- [Data excerpts]

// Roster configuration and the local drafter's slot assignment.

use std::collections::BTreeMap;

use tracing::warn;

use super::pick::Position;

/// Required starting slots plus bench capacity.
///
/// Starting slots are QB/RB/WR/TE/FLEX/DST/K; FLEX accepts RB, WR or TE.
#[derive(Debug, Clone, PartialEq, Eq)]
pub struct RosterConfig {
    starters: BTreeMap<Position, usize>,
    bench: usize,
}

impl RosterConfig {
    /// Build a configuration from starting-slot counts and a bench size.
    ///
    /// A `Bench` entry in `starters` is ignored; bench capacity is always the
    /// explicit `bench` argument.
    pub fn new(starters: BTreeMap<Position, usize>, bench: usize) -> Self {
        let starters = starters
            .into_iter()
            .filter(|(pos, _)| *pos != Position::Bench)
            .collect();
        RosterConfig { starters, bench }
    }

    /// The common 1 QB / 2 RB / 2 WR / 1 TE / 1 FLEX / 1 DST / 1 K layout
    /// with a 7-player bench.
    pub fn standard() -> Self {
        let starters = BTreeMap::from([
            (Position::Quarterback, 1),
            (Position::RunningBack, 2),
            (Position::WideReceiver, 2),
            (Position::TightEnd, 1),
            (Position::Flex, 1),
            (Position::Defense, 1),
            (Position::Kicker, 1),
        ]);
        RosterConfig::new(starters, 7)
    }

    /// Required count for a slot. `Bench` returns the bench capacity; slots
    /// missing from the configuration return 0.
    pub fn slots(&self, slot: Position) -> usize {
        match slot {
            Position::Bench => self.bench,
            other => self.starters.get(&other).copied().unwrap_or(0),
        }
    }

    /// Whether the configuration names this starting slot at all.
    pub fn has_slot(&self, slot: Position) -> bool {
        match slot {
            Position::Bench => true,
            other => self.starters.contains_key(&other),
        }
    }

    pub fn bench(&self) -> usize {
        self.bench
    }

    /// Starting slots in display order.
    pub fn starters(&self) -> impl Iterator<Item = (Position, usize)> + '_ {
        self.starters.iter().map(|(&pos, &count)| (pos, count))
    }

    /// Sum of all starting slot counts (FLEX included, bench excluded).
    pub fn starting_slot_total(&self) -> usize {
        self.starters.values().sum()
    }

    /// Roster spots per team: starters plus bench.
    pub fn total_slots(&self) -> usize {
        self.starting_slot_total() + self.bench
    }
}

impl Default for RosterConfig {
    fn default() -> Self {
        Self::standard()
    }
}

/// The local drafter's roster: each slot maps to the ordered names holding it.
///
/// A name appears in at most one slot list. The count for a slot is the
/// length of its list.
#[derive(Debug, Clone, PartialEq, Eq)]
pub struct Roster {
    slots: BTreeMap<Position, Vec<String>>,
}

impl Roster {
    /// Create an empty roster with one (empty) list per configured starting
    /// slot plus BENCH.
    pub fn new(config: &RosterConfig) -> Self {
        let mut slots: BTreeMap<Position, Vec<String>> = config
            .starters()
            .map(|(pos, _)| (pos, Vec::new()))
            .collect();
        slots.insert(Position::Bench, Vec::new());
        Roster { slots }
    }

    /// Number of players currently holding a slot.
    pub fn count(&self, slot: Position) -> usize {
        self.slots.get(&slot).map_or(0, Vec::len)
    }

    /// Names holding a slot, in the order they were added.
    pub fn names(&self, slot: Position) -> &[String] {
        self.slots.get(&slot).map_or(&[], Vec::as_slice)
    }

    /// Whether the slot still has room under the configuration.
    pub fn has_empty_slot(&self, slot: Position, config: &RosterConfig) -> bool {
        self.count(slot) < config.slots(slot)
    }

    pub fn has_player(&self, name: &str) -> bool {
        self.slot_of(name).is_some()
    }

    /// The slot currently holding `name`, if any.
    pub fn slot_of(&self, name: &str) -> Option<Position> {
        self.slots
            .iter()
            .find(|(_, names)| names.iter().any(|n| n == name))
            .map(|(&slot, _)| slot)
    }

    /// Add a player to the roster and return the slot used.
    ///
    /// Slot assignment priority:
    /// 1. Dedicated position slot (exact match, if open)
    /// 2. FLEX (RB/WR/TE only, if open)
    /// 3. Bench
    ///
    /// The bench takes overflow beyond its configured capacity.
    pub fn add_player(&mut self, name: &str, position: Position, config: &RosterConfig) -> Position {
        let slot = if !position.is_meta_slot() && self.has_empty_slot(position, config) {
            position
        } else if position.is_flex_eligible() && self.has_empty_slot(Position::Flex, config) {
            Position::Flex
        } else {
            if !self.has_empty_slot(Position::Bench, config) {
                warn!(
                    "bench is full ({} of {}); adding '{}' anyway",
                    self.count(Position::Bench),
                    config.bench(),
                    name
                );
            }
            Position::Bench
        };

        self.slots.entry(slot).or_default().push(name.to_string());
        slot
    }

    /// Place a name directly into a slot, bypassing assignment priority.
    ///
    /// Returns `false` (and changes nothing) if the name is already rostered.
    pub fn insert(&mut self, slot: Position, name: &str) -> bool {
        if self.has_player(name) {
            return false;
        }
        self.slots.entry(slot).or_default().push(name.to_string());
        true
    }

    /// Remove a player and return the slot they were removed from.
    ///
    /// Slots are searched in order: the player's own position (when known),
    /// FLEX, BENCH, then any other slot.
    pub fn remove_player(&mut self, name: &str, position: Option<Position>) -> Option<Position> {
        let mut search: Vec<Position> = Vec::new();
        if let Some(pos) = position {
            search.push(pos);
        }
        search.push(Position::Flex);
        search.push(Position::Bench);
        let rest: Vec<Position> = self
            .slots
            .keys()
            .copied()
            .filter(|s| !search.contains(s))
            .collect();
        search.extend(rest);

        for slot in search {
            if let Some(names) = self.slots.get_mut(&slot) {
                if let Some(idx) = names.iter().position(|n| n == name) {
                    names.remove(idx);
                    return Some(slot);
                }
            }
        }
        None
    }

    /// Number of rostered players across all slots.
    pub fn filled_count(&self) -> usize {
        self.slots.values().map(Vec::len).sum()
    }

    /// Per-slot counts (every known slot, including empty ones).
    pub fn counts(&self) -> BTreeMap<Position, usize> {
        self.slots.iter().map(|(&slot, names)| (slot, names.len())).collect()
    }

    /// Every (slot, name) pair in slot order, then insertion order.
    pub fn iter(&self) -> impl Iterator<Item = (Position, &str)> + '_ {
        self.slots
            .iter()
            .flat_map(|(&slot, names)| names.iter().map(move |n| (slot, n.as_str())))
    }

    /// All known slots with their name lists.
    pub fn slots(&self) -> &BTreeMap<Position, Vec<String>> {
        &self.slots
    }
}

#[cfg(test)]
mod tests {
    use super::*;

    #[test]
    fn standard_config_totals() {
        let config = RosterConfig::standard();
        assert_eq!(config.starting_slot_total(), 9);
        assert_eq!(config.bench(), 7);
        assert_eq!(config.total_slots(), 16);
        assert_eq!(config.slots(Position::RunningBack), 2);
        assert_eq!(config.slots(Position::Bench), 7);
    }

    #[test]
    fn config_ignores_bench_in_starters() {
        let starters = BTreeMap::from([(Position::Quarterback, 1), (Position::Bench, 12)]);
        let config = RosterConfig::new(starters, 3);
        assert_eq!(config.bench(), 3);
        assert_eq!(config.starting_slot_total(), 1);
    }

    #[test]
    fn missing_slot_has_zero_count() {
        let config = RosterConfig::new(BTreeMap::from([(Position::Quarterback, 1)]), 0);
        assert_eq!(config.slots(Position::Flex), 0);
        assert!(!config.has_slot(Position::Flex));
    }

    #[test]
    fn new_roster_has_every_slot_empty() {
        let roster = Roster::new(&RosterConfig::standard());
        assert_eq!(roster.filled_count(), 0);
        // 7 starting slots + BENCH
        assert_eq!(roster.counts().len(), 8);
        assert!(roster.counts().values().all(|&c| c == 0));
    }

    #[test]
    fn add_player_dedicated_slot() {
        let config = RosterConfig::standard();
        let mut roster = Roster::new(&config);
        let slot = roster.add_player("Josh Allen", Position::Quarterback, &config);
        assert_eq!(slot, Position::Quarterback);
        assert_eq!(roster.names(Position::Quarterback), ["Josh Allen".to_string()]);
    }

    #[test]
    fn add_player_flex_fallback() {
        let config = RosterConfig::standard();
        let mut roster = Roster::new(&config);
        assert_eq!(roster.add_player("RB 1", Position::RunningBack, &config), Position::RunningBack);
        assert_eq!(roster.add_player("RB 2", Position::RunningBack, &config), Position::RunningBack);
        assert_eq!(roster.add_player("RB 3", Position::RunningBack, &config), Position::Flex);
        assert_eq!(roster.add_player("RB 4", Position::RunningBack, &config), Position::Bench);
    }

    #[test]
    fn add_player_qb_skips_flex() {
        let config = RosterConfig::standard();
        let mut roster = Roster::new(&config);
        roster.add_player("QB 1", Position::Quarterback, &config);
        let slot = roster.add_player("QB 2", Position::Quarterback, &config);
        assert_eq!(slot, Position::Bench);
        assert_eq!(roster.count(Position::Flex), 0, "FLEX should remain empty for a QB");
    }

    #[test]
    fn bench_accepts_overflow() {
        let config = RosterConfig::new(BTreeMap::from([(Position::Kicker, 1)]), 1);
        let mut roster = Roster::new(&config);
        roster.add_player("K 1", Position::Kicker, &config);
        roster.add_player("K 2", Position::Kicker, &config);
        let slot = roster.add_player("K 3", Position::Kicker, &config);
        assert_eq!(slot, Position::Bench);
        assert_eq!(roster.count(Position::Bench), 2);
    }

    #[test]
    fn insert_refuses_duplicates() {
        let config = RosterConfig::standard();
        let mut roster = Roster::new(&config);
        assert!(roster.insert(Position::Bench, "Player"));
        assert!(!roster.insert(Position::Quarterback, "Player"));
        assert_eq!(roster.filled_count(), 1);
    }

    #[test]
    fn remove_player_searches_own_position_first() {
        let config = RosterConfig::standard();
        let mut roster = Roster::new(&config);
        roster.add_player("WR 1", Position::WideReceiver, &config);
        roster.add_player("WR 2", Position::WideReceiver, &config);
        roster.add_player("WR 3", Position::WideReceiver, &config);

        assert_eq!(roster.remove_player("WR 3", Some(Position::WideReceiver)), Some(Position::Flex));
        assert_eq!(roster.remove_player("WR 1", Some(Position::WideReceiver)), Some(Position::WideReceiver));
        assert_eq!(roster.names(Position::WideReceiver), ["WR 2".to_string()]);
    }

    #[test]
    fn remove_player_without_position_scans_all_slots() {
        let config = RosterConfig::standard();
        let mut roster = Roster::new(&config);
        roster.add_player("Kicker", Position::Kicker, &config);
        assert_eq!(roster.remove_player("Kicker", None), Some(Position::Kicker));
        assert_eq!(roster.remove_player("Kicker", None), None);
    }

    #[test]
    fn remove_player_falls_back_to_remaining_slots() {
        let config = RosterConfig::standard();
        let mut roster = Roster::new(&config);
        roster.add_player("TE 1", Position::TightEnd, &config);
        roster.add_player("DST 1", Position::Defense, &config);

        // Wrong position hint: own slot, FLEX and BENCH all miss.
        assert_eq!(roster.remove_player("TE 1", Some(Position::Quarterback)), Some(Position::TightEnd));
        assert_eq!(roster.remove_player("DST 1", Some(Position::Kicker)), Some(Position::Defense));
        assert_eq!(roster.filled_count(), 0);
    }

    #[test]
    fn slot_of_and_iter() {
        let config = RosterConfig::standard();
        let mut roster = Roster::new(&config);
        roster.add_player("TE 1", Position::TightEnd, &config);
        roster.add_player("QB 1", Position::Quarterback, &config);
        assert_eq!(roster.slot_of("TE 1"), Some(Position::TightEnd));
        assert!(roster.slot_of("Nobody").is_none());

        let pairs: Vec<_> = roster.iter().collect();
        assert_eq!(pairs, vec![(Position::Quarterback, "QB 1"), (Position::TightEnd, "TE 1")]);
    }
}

- [Exercise requirements]
The total, and nothing more: how many lines in the entries contain "assignment"?

- [Exercise output]
3